**Exercise brief**
In the entries that follow, the line with "repository 9f0dd167368976c3" opens the range and the line with "messages injected from" closes it; repeat that range exactly, both lines included.

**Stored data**
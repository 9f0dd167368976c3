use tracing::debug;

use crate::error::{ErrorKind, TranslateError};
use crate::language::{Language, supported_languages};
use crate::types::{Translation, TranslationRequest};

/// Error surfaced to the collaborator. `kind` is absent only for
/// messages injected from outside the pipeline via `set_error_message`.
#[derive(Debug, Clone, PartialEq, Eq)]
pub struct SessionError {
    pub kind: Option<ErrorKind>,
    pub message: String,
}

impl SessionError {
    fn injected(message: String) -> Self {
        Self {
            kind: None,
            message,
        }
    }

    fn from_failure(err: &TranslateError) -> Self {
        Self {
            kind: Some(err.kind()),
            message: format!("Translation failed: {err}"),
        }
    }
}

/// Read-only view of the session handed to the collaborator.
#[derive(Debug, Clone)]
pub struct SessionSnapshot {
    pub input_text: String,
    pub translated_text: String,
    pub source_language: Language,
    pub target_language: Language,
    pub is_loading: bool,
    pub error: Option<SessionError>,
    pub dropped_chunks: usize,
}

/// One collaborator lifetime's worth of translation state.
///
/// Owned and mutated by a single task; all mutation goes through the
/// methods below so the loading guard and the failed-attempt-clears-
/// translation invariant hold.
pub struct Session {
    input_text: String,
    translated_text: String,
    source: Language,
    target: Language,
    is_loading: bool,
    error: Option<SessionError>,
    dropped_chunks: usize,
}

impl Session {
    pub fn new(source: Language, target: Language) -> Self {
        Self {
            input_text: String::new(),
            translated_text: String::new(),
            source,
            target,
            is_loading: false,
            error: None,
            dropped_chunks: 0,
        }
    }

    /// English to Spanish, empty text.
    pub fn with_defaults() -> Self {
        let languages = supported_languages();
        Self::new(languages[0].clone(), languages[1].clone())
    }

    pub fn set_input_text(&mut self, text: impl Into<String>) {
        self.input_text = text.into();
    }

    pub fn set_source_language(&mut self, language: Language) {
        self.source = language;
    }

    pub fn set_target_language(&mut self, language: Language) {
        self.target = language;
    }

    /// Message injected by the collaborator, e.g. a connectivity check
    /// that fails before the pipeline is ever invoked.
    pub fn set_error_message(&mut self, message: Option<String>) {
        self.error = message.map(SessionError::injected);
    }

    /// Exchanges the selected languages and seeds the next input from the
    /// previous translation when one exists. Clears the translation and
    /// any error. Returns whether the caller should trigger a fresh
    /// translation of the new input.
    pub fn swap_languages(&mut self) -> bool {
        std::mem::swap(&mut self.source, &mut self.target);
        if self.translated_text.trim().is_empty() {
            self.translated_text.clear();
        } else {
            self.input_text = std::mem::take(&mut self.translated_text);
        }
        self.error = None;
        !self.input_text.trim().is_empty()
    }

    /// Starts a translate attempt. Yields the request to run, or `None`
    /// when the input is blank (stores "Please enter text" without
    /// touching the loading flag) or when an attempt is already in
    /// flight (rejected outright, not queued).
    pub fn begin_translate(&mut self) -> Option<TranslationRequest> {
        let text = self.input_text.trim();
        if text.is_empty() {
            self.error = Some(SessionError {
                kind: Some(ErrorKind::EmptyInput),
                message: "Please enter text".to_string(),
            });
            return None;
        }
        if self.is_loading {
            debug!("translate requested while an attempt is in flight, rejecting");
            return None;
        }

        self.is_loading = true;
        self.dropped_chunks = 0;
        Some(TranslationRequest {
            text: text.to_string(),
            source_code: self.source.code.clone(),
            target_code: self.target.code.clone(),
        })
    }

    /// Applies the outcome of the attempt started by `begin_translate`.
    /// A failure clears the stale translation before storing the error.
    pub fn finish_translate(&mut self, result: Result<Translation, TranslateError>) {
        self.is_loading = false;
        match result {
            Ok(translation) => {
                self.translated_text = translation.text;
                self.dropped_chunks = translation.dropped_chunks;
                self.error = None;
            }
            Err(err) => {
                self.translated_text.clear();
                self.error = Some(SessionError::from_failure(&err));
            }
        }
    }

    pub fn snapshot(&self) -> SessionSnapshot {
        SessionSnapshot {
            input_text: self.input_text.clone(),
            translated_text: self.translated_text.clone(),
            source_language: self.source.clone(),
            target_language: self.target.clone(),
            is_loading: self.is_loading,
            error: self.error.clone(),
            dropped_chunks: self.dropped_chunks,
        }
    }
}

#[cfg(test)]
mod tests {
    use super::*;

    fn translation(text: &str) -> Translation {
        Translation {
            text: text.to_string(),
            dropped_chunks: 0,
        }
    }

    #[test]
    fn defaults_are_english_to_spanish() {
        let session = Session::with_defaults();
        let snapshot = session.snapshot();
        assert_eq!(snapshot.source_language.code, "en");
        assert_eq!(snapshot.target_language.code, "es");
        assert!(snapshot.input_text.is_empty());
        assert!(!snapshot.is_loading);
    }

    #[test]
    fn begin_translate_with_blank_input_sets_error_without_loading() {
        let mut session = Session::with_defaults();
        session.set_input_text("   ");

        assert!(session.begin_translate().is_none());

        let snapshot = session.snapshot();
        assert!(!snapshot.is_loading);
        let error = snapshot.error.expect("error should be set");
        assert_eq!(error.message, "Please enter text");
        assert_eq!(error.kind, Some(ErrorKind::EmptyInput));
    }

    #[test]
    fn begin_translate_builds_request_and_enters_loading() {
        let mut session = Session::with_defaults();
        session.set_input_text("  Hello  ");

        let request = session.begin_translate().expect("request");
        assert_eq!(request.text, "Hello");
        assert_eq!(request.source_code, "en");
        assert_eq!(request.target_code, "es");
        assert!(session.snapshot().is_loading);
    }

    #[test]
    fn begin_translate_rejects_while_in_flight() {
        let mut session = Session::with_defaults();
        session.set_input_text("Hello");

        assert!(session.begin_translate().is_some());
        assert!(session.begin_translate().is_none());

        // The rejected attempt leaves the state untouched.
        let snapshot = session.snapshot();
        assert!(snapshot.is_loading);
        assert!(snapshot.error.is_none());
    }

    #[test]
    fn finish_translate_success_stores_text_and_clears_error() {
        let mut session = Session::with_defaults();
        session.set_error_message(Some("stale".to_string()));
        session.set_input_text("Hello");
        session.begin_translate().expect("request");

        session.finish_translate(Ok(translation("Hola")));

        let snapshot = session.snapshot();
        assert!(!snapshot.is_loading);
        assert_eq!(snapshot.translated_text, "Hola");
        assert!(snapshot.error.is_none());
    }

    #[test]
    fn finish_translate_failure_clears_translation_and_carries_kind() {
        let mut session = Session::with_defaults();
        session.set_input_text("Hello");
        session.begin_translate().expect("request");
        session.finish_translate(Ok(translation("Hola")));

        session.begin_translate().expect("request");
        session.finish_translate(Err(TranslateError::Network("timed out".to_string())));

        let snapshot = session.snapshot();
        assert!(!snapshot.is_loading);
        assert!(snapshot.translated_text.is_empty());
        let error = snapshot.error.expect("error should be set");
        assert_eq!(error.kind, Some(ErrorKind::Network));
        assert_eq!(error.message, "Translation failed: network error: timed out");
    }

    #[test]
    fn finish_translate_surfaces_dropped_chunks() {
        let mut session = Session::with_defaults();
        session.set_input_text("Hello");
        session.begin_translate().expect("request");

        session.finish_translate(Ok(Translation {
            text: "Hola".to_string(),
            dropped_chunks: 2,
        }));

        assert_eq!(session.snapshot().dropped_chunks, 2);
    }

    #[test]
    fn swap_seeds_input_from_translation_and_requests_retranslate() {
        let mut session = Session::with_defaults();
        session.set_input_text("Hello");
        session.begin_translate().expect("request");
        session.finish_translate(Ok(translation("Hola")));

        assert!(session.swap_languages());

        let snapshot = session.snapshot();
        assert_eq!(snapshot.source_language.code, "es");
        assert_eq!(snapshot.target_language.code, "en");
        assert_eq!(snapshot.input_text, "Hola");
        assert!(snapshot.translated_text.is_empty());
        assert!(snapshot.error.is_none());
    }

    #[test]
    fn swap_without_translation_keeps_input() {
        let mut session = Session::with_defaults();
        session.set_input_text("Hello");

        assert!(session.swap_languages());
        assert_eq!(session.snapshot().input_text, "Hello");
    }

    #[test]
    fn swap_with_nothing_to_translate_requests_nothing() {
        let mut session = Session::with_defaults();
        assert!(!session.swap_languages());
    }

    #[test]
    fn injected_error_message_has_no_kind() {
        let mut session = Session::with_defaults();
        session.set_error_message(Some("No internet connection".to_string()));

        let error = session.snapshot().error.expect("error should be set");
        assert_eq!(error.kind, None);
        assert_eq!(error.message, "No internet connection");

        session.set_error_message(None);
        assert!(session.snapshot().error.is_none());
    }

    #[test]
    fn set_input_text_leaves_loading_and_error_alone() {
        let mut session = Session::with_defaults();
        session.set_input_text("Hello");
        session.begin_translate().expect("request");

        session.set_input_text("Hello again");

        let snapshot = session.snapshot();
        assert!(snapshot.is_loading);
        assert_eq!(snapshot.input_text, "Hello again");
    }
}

* * *

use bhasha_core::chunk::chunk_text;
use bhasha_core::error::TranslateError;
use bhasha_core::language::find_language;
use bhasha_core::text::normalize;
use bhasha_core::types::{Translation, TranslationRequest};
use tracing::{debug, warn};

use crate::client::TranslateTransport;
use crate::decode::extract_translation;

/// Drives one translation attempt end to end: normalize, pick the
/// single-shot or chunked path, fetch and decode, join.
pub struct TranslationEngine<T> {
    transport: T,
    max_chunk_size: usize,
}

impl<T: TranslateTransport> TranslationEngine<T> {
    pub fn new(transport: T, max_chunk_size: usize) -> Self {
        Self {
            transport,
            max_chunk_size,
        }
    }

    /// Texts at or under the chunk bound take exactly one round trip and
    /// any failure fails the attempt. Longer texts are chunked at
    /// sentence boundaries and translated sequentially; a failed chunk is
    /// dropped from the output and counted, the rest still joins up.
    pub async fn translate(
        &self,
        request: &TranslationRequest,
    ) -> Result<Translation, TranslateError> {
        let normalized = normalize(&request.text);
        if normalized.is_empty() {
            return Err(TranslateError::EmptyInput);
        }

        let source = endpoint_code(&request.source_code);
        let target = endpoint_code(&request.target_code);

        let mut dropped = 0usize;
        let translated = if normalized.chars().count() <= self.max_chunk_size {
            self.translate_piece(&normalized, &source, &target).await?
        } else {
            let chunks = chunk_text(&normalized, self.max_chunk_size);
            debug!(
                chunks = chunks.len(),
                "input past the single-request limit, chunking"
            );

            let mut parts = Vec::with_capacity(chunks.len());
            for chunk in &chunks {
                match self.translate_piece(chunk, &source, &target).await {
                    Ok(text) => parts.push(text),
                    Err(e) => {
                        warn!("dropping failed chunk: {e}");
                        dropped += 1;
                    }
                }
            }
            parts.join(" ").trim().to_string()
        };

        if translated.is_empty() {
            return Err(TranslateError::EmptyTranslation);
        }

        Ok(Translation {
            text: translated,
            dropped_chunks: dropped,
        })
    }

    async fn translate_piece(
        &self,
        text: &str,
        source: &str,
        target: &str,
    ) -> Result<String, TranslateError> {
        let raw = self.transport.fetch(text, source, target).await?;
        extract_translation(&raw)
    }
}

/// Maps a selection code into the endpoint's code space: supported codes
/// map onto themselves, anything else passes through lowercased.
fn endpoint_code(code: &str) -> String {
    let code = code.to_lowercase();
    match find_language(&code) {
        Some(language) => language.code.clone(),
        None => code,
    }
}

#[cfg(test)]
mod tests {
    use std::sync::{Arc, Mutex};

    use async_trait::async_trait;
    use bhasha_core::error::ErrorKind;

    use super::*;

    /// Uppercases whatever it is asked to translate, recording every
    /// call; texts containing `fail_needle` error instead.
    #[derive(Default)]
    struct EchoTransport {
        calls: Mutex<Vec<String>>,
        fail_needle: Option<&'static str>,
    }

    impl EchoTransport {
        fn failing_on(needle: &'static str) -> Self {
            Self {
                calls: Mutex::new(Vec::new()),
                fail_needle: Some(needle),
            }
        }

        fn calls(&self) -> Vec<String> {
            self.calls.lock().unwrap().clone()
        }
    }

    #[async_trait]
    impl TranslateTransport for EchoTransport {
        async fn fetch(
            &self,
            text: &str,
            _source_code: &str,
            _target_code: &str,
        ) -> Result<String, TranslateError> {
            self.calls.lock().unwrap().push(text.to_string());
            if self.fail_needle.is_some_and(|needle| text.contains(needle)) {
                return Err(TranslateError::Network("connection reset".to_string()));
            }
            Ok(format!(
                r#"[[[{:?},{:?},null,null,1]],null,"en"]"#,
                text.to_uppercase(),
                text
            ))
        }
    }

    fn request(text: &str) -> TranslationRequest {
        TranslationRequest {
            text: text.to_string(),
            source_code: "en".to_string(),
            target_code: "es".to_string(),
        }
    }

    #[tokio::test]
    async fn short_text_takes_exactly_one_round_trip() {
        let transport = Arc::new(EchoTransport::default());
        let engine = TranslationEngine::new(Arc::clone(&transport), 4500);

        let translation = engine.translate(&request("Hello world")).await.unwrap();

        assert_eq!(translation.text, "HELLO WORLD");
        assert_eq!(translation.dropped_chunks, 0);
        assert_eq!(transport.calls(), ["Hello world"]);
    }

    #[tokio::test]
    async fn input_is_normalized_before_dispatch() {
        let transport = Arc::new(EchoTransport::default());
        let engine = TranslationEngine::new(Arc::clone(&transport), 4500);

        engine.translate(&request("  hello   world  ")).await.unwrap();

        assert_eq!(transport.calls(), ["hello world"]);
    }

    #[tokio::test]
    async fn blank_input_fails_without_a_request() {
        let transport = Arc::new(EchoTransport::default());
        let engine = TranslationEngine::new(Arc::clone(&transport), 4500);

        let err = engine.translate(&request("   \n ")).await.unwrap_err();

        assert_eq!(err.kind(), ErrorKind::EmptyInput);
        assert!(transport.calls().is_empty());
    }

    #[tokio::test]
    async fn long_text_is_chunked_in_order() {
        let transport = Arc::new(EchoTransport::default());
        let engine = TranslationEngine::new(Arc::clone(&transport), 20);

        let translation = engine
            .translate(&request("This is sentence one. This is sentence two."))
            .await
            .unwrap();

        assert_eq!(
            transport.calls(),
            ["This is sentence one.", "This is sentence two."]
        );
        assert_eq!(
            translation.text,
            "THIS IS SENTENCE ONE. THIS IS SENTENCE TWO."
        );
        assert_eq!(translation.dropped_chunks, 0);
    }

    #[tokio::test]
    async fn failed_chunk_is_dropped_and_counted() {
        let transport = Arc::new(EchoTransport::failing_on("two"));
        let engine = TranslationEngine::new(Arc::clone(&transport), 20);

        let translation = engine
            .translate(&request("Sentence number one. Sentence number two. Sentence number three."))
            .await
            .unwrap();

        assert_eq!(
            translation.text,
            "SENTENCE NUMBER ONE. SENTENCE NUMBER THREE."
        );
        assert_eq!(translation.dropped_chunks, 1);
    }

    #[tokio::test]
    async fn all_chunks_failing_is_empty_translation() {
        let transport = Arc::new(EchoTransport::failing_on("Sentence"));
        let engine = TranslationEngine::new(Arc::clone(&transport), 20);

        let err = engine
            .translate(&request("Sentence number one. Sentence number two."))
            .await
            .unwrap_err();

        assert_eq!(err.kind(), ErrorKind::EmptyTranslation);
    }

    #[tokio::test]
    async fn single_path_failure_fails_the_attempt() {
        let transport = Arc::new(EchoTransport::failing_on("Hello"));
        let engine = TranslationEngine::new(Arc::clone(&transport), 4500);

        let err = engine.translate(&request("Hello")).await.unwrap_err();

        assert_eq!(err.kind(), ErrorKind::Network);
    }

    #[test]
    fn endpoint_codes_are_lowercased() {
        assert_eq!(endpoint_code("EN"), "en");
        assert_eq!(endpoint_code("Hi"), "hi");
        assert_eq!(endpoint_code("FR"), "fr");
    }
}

--

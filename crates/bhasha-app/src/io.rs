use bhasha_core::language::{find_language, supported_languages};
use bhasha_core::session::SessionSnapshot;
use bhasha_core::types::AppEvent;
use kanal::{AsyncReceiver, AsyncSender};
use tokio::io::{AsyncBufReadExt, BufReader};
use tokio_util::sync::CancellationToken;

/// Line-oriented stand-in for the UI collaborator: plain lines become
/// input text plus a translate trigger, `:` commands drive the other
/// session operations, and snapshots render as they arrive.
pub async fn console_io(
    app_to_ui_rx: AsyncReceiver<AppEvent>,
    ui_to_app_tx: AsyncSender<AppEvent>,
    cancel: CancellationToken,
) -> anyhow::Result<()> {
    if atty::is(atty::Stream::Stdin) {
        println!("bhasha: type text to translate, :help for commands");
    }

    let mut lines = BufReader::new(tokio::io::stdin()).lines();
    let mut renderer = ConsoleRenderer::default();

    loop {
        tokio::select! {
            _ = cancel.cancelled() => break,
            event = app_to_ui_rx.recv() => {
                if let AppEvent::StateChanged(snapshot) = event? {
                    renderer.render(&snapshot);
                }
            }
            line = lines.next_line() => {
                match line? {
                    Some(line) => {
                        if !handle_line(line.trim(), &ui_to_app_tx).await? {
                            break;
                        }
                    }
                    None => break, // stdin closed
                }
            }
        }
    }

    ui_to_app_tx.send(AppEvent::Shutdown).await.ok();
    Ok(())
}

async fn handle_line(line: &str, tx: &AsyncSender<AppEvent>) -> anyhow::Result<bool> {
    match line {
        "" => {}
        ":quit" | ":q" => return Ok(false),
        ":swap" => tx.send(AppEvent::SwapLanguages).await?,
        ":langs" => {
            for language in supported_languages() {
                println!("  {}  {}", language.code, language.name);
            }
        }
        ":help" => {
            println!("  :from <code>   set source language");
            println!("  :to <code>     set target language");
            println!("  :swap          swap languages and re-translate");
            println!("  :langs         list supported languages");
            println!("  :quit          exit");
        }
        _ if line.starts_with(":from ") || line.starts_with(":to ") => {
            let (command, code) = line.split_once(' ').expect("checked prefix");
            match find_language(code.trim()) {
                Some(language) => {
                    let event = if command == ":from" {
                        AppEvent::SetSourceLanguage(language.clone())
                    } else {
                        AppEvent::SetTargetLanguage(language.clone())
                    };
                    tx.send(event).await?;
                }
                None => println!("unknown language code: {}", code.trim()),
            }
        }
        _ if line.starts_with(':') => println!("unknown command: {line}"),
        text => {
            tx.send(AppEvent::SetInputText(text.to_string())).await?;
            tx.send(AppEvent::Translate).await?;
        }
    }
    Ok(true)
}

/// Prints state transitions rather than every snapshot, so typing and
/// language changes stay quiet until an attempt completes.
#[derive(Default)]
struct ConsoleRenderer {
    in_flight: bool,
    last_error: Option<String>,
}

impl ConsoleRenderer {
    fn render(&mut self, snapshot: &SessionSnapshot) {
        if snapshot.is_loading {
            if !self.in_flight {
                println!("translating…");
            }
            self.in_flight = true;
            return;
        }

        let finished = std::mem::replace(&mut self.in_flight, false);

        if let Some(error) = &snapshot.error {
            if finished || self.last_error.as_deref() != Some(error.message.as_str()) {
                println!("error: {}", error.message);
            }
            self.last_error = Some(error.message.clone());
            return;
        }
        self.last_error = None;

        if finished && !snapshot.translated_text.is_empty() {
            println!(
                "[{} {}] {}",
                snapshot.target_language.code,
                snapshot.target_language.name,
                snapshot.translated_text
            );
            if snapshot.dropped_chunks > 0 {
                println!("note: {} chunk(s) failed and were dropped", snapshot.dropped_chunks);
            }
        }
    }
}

**Answer to this task**
repository 9f0dd167368976c3
use tracing::debug;

use crate::error::{ErrorKind, TranslateError};
use crate::language::{Language, supported_languages};
use crate::types::{Translation, TranslationRequest};

/// Error surfaced to the collaborator. `kind` is absent only for
/// messages injected from outside the pipeline via `set_error_message`.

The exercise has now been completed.